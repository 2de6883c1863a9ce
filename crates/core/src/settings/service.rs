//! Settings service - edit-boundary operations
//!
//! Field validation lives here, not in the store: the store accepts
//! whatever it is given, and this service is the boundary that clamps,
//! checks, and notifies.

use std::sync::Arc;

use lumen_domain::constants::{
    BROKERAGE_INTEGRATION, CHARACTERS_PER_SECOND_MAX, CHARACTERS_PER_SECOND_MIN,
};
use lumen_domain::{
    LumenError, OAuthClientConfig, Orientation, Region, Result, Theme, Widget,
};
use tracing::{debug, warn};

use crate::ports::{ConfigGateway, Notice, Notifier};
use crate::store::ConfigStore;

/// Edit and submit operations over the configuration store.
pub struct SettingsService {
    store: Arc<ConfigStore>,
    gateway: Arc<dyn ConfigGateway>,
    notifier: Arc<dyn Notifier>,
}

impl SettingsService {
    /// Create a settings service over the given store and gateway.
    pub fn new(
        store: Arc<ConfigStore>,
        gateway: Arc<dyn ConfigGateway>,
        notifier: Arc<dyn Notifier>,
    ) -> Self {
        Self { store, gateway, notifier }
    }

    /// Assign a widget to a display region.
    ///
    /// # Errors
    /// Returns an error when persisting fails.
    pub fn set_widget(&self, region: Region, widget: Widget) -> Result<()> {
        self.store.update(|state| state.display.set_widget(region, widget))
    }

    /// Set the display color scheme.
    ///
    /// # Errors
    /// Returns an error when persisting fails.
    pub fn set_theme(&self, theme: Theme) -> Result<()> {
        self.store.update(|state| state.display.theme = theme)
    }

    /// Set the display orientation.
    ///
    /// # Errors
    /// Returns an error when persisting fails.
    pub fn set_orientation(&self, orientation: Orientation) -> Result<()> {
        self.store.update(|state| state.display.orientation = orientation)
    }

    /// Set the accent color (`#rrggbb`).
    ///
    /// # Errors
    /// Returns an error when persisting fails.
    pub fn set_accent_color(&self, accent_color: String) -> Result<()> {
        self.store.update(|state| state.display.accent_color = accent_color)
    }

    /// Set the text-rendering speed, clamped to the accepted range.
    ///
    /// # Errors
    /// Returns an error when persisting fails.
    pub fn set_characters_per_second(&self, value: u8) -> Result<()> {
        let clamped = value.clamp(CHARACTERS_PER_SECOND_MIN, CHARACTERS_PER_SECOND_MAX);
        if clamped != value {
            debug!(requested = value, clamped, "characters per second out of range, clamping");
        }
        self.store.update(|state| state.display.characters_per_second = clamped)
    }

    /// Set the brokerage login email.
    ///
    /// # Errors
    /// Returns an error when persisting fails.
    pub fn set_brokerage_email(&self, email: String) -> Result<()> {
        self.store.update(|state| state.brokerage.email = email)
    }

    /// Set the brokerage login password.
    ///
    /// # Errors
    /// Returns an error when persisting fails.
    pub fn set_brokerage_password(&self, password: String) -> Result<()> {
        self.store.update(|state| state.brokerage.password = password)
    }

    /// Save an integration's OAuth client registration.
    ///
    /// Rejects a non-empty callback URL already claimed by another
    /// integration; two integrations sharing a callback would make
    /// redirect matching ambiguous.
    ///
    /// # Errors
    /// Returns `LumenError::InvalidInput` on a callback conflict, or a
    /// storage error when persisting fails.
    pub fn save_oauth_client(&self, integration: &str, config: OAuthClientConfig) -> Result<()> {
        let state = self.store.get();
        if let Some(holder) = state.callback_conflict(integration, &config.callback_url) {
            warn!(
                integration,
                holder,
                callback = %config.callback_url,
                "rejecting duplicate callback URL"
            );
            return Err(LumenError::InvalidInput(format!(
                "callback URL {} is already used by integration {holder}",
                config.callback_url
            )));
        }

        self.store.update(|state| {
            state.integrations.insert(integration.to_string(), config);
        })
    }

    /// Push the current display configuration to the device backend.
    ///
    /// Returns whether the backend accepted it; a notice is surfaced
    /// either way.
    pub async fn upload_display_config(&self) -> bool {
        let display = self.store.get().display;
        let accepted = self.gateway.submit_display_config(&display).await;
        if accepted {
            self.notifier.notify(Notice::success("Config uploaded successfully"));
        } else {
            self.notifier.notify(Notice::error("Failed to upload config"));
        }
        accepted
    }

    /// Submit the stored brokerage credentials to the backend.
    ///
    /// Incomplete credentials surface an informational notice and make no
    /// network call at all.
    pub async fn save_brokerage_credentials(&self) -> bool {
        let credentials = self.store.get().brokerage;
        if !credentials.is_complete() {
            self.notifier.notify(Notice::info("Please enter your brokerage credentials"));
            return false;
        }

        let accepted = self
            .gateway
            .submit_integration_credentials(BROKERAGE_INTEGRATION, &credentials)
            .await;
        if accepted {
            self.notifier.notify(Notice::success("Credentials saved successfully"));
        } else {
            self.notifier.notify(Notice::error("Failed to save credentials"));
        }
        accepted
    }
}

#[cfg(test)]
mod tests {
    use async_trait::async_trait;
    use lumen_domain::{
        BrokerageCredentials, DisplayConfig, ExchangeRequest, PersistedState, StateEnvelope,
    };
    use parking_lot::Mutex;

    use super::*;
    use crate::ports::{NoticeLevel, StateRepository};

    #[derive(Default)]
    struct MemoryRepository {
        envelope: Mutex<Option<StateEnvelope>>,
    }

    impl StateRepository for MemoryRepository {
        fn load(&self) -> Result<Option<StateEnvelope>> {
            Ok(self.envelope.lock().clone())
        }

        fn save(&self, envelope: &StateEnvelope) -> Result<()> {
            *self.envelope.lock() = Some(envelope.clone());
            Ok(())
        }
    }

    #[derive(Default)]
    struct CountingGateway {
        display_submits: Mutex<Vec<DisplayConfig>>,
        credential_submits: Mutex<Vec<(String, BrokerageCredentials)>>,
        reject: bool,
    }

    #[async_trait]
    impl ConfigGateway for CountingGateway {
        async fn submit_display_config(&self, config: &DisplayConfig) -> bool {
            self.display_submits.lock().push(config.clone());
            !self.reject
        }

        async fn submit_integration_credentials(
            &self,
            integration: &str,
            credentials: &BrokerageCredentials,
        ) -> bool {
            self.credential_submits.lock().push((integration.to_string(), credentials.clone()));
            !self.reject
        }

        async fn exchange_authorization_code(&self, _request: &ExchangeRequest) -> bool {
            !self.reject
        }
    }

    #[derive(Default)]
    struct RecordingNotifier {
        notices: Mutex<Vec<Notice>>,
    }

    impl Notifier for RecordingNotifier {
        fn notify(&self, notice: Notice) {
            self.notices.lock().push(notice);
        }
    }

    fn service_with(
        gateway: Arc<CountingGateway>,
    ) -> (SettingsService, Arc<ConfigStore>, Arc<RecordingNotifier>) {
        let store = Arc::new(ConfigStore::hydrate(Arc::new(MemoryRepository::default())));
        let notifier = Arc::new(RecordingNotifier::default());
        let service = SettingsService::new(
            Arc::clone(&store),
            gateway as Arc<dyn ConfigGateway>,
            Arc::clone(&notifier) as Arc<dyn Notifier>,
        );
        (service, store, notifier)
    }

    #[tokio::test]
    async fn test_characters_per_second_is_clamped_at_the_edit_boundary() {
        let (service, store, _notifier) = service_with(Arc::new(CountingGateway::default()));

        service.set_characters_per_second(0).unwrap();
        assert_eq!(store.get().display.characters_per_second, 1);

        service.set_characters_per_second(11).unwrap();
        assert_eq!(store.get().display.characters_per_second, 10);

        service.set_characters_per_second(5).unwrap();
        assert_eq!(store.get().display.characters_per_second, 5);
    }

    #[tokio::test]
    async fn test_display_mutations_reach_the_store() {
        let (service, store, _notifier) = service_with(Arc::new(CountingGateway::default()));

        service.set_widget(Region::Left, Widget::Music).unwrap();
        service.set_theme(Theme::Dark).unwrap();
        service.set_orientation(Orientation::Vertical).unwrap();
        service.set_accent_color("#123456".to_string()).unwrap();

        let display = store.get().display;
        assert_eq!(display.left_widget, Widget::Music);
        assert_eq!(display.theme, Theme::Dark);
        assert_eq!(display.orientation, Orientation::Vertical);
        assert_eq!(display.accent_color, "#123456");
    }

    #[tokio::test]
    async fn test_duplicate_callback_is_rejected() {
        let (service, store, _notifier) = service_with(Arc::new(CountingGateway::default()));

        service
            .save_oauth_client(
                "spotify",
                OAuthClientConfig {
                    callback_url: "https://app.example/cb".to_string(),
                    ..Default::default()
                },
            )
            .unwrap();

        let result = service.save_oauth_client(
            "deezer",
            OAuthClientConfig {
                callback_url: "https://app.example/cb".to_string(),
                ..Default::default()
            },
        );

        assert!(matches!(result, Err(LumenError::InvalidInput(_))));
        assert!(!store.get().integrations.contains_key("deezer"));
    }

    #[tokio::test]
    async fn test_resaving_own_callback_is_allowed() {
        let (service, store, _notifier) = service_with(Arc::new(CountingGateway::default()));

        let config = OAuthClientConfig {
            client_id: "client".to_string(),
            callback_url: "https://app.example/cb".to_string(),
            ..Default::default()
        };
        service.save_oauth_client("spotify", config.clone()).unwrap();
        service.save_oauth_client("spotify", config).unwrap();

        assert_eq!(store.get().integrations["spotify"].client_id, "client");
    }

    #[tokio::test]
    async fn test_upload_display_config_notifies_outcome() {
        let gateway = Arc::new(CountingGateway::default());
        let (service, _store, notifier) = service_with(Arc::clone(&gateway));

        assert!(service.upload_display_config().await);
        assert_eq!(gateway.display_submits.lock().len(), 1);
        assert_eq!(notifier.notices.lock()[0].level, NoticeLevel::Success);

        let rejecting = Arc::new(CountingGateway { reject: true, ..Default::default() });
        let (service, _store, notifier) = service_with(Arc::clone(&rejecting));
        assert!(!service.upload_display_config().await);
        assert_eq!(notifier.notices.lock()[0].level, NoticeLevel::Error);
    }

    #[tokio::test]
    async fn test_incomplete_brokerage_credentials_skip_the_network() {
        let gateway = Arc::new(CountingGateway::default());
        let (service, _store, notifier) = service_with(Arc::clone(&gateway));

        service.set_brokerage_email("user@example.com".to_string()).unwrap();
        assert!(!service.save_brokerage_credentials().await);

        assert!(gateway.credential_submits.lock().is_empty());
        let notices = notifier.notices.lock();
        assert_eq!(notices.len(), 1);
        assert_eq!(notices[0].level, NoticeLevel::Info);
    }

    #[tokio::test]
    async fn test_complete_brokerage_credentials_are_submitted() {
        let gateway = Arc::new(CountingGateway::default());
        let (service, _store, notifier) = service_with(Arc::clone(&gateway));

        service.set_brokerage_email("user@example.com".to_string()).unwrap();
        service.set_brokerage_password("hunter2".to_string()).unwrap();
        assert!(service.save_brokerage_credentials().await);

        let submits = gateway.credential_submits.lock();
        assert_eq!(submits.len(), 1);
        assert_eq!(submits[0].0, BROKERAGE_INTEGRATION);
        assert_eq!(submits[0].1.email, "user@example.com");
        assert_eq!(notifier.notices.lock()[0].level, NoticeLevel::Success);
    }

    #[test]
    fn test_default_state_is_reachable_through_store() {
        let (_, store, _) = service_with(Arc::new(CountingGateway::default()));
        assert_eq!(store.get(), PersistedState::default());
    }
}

--------------------

TASK ITEM - Reproduce each line of the material in which the string "notices" occurs.

WRITTEN RESPONSE -
        notices: Mutex<Vec<Notice>>,
            self.notices.lock().push(notice);
        assert_eq!(notifier.notices.lock()[0].level, NoticeLevel::Success);
        assert_eq!(notifier.notices.lock()[0].level, NoticeLevel::Error);
        let notices = notifier.notices.lock();
        assert_eq!(notices.len(), 1);
        assert_eq!(notices[0].level, NoticeLevel::Info);
        assert_eq!(notifier.notices.lock()[0].level, NoticeLevel::Success);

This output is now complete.